━━━ INFORMATION PROVIDED ━━━
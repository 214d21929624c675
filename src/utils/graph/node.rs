//! Vertex handles for graph collections.
//!
//! A [`NodeId`] is the only way to refer to a vertex of a
//! [`GraphCollection`](crate::utils::graph::GraphCollection). Handles are dense indices
//! assigned in insertion order; removing a vertex leaves a tombstone behind, so a handle
//! is never handed out twice by the same collection.

use std::fmt;

/// A strongly-typed handle to a vertex of a graph collection.
///
/// `NodeId` wraps the `usize` slot index of the vertex inside its owning collection.
/// The newtype keeps vertex indices apart from edge indices, DFS numbers and loop ids,
/// which all are plain integers in the analyses built on top of the collection.
///
/// Ordering follows the slot index, which is the vertex insertion order. Ordered sets
/// of `NodeId` are therefore deterministic for a given construction sequence, a property
/// the irreducible-loop detector relies on when it picks its next Tarjan root.
///
/// # Examples
///
/// ```rust
/// use cfgscope::{GraphCollection, NodeId};
///
/// let mut graph: GraphCollection<(), ()> = GraphCollection::new();
/// let entry: NodeId = graph.add_vertex();
/// let body = graph.add_vertex();
///
/// assert!(entry < body);
/// assert_eq!(body.index(), 1);
/// ```
#[derive(Clone, Copy, PartialEq, Eq, PartialOrd, Ord, Hash)]
pub struct NodeId(pub(crate) usize);

impl NodeId {
    /// Creates a `NodeId` from a raw slot index.
    ///
    /// Intended for tests and for code that stores vertex indices in flat arrays.
    /// Regular code obtains handles from
    /// [`GraphCollection::add_vertex`](crate::utils::graph::GraphCollection::add_vertex).
    #[must_use]
    #[inline]
    pub const fn new(index: usize) -> Self {
        NodeId(index)
    }

    /// Returns the slot index of this vertex, usable to index per-vertex arrays sized by
    /// [`GraphBase::node_bound`](crate::utils::graph::GraphBase::node_bound).
    #[must_use]
    #[inline]
    pub const fn index(self) -> usize {
        self.0
    }
}

impl fmt::Debug for NodeId {
    fn fmt(&self, f: &mut fmt::Formatter<'_>) -> fmt::Result {
        write!(f, "NodeId({})", self.0)
    }
}

impl fmt::Display for NodeId {
    fn fmt(&self, f: &mut fmt::Formatter<'_>) -> fmt::Result {
        write!(f, "n{}", self.0)
    }
}

impl From<usize> for NodeId {
    #[inline]
    fn from(index: usize) -> Self {
        NodeId(index)
    }
}

impl From<NodeId> for usize {
    #[inline]
    fn from(node: NodeId) -> Self {
        node.0
    }
}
━━━
WHAT THE EXERCISE ASKS:
Restate the entries above, keeping every word intact.

RESULT OF THE EXERCISE:
repository 214d21929624c675
filename src/utils/graph/node.rs
//! Vertex handles for graph collections.
//!
//! A [`NodeId`] is the only way to refer to a vertex of a
//! [`GraphCollection`](crate::utils::graph::GraphCollection). Handles are dense indices
//! assigned in insertion order; removing a vertex leaves a tombstone behind, so a handle
//! is never handed out twice by the same collection.

use std::fmt;

/// A strongly-typed handle to a vertex of a graph collection.
///
/// `NodeId` wraps the `usize` slot index of the vertex inside its owning collection.
/// The newtype keeps vertex indices apart from edge indices, DFS numbers and loop ids,
/// which all are plain integers in the analyses built on top of the collection.
///
/// Ordering follows the slot index, which is the vertex insertion order. Ordered sets
/// of `NodeId` are therefore deterministic for a given construction sequence, a property
/// the irreducible-loop detector relies on when it picks its next Tarjan root.
///
/// # Examples
///
/// ```rust
/// use cfgscope::{GraphCollection, NodeId};
///
/// let mut graph: GraphCollection<(), ()> = GraphCollection::new();
/// let entry: NodeId = graph.add_vertex();
/// let body = graph.add_vertex();
///
/// assert!(entry < body);
/// assert_eq!(body.index(), 1);
/// ```
#[derive(Clone, Copy, PartialEq, Eq, PartialOrd, Ord, Hash)]
pub struct NodeId(pub(crate) usize);

impl NodeId {
    /// Creates a `NodeId` from a raw slot index.
    ///
    /// Intended for tests and for code that stores vertex indices in flat arrays.
    /// Regular code obtains handles from
    /// [`GraphCollection::add_vertex`](crate::utils::graph::GraphCollection::add_vertex).
    #[must_use]
    #[inline]
    pub const fn new(index: usize) -> Self {
        NodeId(index)
    }

    /// Returns the slot index of this vertex, usable to index per-vertex arrays sized by
    /// [`GraphBase::node_bound`](crate::utils::graph::GraphBase::node_bound).
    #[must_use]
    #[inline]
    pub const fn index(self) -> usize {
        self.0
    }
}

impl fmt::Debug for NodeId {
    fn fmt(&self, f: &mut fmt::Formatter<'_>) -> fmt::Result {
        write!(f, "NodeId({})", self.0)
    }
}

impl fmt::Display for NodeId {
    fn fmt(&self, f: &mut fmt::Formatter<'_>) -> fmt::Result {
        write!(f, "n{}", self.0)
    }
}

impl From<usize> for NodeId {
    #[inline]
    fn from(index: usize) -> Self {
        NodeId(index)
    }
}

impl From<NodeId> for usize {
    #[inline]
    fn from(node: NodeId) -> Self {
        node.0
    }
}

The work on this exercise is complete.